The case for, the case against

“What we fear, on renewal (of those permits), the facility will be told to cut back hours, cut back operations and cut back emissions,’’ he said.

Others argued the problems associated with environmental-justice communities will not be ended with this bill — even if it is enacted. Paul Gilman, a senior vice president of Covanta, a company that operates garbage incinerators in Newark and Camden, said those facilities reflect only a small portion of the pollution burden in those communities.

“The problems won’t end with this first great step,’’ Gilman said.

Others thought differently. Nicky Sheats of the Environmental Justice Alliance argued the recent past has underscored how low-income communities are particularly affected by environmental-justice issues, citing the lead poisoning in Flint, Michigan of drinking water supplies and the recent coronavirus pandemic, where populations of color were more heavily impacted.

“How many times do we have to hear that lesson before we finally act?’’ Sheats asked.

The bill has powerful advocates pressing for its passage, including Gov. Phil Murphy, who endorsed the legislation last month, a position he rarely takes before a bill winds up on his desk..

On Monday, the Assembly committee began with U.S. Sen. Cory Booker saying why he is backing the bill in a Zoom session from a car, parked off the New Jersey Turnpike, on his way back to Washington D.C. The bill before the Legislature incorporates aspects of legislation Booker is sponsoring in Congress.

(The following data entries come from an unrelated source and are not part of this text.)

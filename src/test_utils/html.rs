use axum::{body::Body, response::Response};
use scraper::Html;

pub(crate) async fn parse_html_document(response: Response<Body>) -> Html {
    let body = response.into_body();
    let body = axum::body::to_bytes(body, usize::MAX)
        .await
        .expect("Could not get response body");
    let text = String::from_utf8_lossy(&body).to_string();

    Html::parse_document(&text)
}

pub(crate) async fn parse_html_fragment(response: Response<Body>) -> Html {
    let body = response.into_body();
    let body = axum::body::to_bytes(body, usize::MAX)
        .await
        .expect("Could not get response body");
    let text = String::from_utf8_lossy(&body).to_string();

    Html::parse_fragment(&text)
}

#[track_caller]
pub(crate) fn assert_valid_html(html: &Html) {
    assert!(
        html.errors.is_empty(),
        "Got HTML parsing errors: {:?}",
        html.errors
    );
}
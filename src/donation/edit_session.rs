//! Tracks which donation, if any, is currently being edited.

use crate::Error;

use super::{
    domain::{Donation, DonationForm, DonationId},
    store::DonationStore,
};

/// The ephemeral state of an in-progress edit: the target donation's ID and a
/// copy of its field values at the time the edit began.
#[derive(Debug, Clone, PartialEq)]
pub struct EditSession {
    /// The ID of the donation being edited.
    pub donation_id: DonationId,
    /// A copy of the donation's values when the edit began, used to pre-fill
    /// the edit form.
    pub draft: Donation,
}

/// Mediates the edit lifecycle: begin, commit, cancel.
///
/// At most one donation may be edited at a time. Beginning a new edit while
/// one is active replaces the prior, uncommitted draft. The controller goes
/// back to idle on cancel or on a successful commit; a failed commit keeps
/// the session active so the user can correct their input and resubmit.
#[derive(Debug, Clone, Default, PartialEq)]
pub struct EditSessionController {
    session: Option<EditSession>,
}

impl EditSessionController {
    /// Create a controller with no active edit session.
    pub fn new() -> Self {
        Self::default()
    }

    /// Start editing the donation with `id`, replacing any active session.
    ///
    /// Returns a copy of the donation to pre-fill the edit form with.
    ///
    /// # Errors
    /// This function will return an [Error::DonationNotFound] if `id` does
    /// not exist in `store`. The active session is left as it was.
    pub fn begin_edit(
        &mut self,
        store: &DonationStore,
        id: DonationId,
    ) -> Result<Donation, Error> {
        let draft = store.get(id)?;

        self.session = Some(EditSession {
            donation_id: id,
            draft: draft.clone(),
        });

        Ok(draft)
    }

    /// Discard the active draft and return to idle. The store is untouched.
    ///
    /// # Errors
    /// This function will return an [Error::NoActiveEditSession] if no
    /// donation is being edited.
    pub fn cancel_edit(&mut self) -> Result<(), Error> {
        match self.session.take() {
            Some(_) => Ok(()),
            None => Err(Error::NoActiveEditSession),
        }
    }

    /// Apply `input` to the session's target donation via
    /// [DonationStore::update].
    ///
    /// On success the session is cleared. On failure the session stays
    /// active, so the caller can re-render the form and try again.
    ///
    /// # Errors
    /// This function will return an:
    /// - [Error::NoActiveEditSession] if no donation is being edited,
    /// - or any error returned by [DonationStore::update].
    pub fn commit_edit(
        &mut self,
        store: &mut DonationStore,
        input: &DonationForm,
    ) -> Result<Donation, Error> {
        let id = self
            .session
            .as_ref()
            .ok_or(Error::NoActiveEditSession)?
            .donation_id;

        let updated = store.update(id, input)?;
        self.session = None;

        Ok(updated)
    }

    /// The active edit session, if any.
    pub fn editing(&self) -> Option<&EditSession> {
        self.session.as_ref()
    }
}
//! This file defines the templates and a convenience function for creating the navigation bar.

use maud::{Markup, html};

use crate::endpoints;

/// Template for a link in the navigation bar.
///
/// It will change appearance if `is_current` is set to
/// `true`. Only one link should be set as active at any one time.
#[derive(Clone)]
struct Link<'a> {
    url: &'a str,
    title: &'a str,
    is_current: bool,
}

impl Link<'_> {
    fn into_html(self) -> Markup {
        let style = if self.is_current {
            "block py-2 px-3 text-white bg-blue-700 rounded-sm lg:bg-transparent
        lg:text-blue-700 lg:p-0 dark:text-white lg:dark:text-blue-500"
        } else {
            "block py-2 px-3 text-gray-900 rounded-sm hover:bg-gray-100
        lg:hover:bg-transparent lg:border-0 lg:hover:text-blue-700 lg:p-0
        dark:text-white lg:dark:hover:text-blue-500 dark:hover:bg-gray-700
        dark:hover:text-white lg:dark:hover:bg-transparent"
        };

        html!( a href=(self.url) class=(style) { (self.title) } )
    }
}

/// The navigation bar shown at the top of every page.
pub struct NavBar<'a> {
    links: Vec<Link<'a>>,
}

impl NavBar<'_> {
    /// Get the navigation bar.
    ///
    /// If a link matches `active_endpoint`, then that link will be
    /// marked as active and displayed differently in the HTML.
    pub fn new(active_endpoint: &str) -> NavBar<'_> {
        let links = vec![
            Link {
                url: endpoints::DONATIONS_VIEW,
                title: "Donations",
                is_current: active_endpoint == endpoints::DONATIONS_VIEW,
            },
            Link {
                url: endpoints::NEW_DONATION_VIEW,
                title: "Record Donation",
                is_current: active_endpoint == endpoints::NEW_DONATION_VIEW,
            },
        ];

        NavBar { links }
    }

    /// Render the navigation bar.
    pub fn into_html(self) -> Markup {
        html! {
            nav class="bg-white border-gray-200 dark:bg-gray-900 border-b dark:border-gray-700"
            {
                div class="max-w-screen-xl flex flex-wrap items-center justify-between mx-auto p-4"
                {
                    span class="self-center text-2xl font-semibold whitespace-nowrap dark:text-white"
                    {
                        "Donation Tracker"
                    }

                    ul class="font-medium flex flex-row gap-6"
                    {
                        @for link in self.links {
                            li { (link.into_html()) }
                        }
                    }
                }
            }
        }
    }
}
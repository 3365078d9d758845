//! Alert fragments for displaying success and error messages to the user.
//!
//! Alerts are rendered as htmx out-of-band swaps targeting the
//! `#alert-container` element in the page shell.

use axum::response::{IntoResponse, Response};
use maud::{Markup, html};

/// A dismissible message shown at the bottom of the page.
#[derive(Debug, Clone, PartialEq)]
pub enum Alert {
    /// A confirmation that an action succeeded.
    Success {
        /// The headline of the alert.
        message: String,
    },
    /// A recoverable failure with a suggested fix.
    Error {
        /// The headline of the alert.
        message: String,
        /// What went wrong and how to recover.
        details: String,
    },
}

impl Alert {
    /// Create a success alert.
    pub fn success(message: &str) -> Self {
        Self::Success {
            message: message.to_owned(),
        }
    }

    /// Create an error alert.
    pub fn error(message: &str, details: &str) -> Self {
        Self::Error {
            message: message.to_owned(),
            details: details.to_owned(),
        }
    }

    /// Render the alert as an HTML fragment.
    pub fn into_html(self) -> Markup {
        let (container_style, message, details) = match self {
            Alert::Success { message } => (
                "p-4 rounded border text-green-800 bg-green-50 border-green-300 \
                dark:bg-gray-800 dark:text-green-400 dark:border-green-800",
                message,
                String::new(),
            ),
            Alert::Error { message, details } => (
                "p-4 rounded border text-red-800 bg-red-50 border-red-300 \
                dark:bg-gray-800 dark:text-red-400 dark:border-red-800",
                message,
                details,
            ),
        };

        html! {
            div
                id="alert-container"
                hx-swap-oob="true"
                class="w-full max-w-md px-4"
                style="position: fixed; bottom: 1rem; left: 50%; transform: translateX(-50%); z-index: 9999;"
            {
                div class=(container_style) role="alert"
                {
                    p class="font-medium" { (message) }

                    @if !details.is_empty() {
                        p { (details) }
                    }

                    button
                        type="button"
                        class="mt-2 text-sm underline cursor-pointer"
                        onclick="this.closest('#alert-container').classList.add('hidden')"
                    {
                        "Dismiss"
                    }
                }
            }
        }
    }
}

impl IntoResponse for Alert {
    fn into_response(self) -> Response {
        self.into_html().into_response()
    }
}
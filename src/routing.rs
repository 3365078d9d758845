//! Application router configuration.

use axum::{
    Router,
    http::StatusCode,
    response::{IntoResponse, Redirect, Response},
    routing::{delete, get, post, put},
};
use maud::html;

use crate::{
    AppState, endpoints,
    donation::{
        cancel_edit_endpoint, create_donation_endpoint, delete_donation_endpoint,
        get_donations_page, get_edit_donation_page, get_new_donation_page,
        update_donation_endpoint,
    },
    html::{LINK_STYLE, PAGE_CONTAINER_STYLE, base},
    navigation::NavBar,
};

/// Return a router with all the app's routes.
pub fn build_router(state: AppState) -> Router {
    let page_routes = Router::new()
        .route(endpoints::ROOT, get(get_index_page))
        .route(endpoints::DONATIONS_VIEW, get(get_donations_page))
        .route(endpoints::NEW_DONATION_VIEW, get(get_new_donation_page))
        .route(endpoints::EDIT_DONATION_VIEW, get(get_edit_donation_page));

    // The POST/PUT/DELETE routes respond with HX-Redirect headers or alert
    // fragments, and are only called through htmx.
    let api_routes = Router::new()
        .route(endpoints::POST_DONATION, post(create_donation_endpoint))
        .route(endpoints::PUT_DONATION, put(update_donation_endpoint))
        .route(endpoints::DELETE_DONATION, delete(delete_donation_endpoint))
        .route(endpoints::CANCEL_EDIT, post(cancel_edit_endpoint));

    page_routes
        .merge(api_routes)
        .fallback(get_404_not_found)
        .with_state(state)
}

/// The root path '/' redirects to the donations page.
async fn get_index_page() -> Redirect {
    Redirect::to(endpoints::DONATIONS_VIEW)
}

/// Render the 404 page.
async fn get_404_not_found() -> Response {
    let nav_bar = NavBar::new("").into_html();

    let content = html! {
        (nav_bar)

        main class=(PAGE_CONTAINER_STYLE)
        {
            h1 class="text-xl font-bold" { "Page not found" }

            p
            {
                "The page you were looking for does not exist. "
                a href=(endpoints::DONATIONS_VIEW) class=(LINK_STYLE) { "Back to donations" }
            }
        }
    };

    (StatusCode::NOT_FOUND, base("Not Found", &content)).into_response()
}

Meanwhile, without a lot less controversy, the Senate Environment and Energy Committee approved a bill, sponsored by Sen. Troy Singleton (D-Burlington), that would establish an Office of Clean Energy Equity in the New Jersey Board of Public Utilities. Among other things, that bill would target at least $50 million a year from the state’s clean-energy program to fund projects in so-called overburdened communities.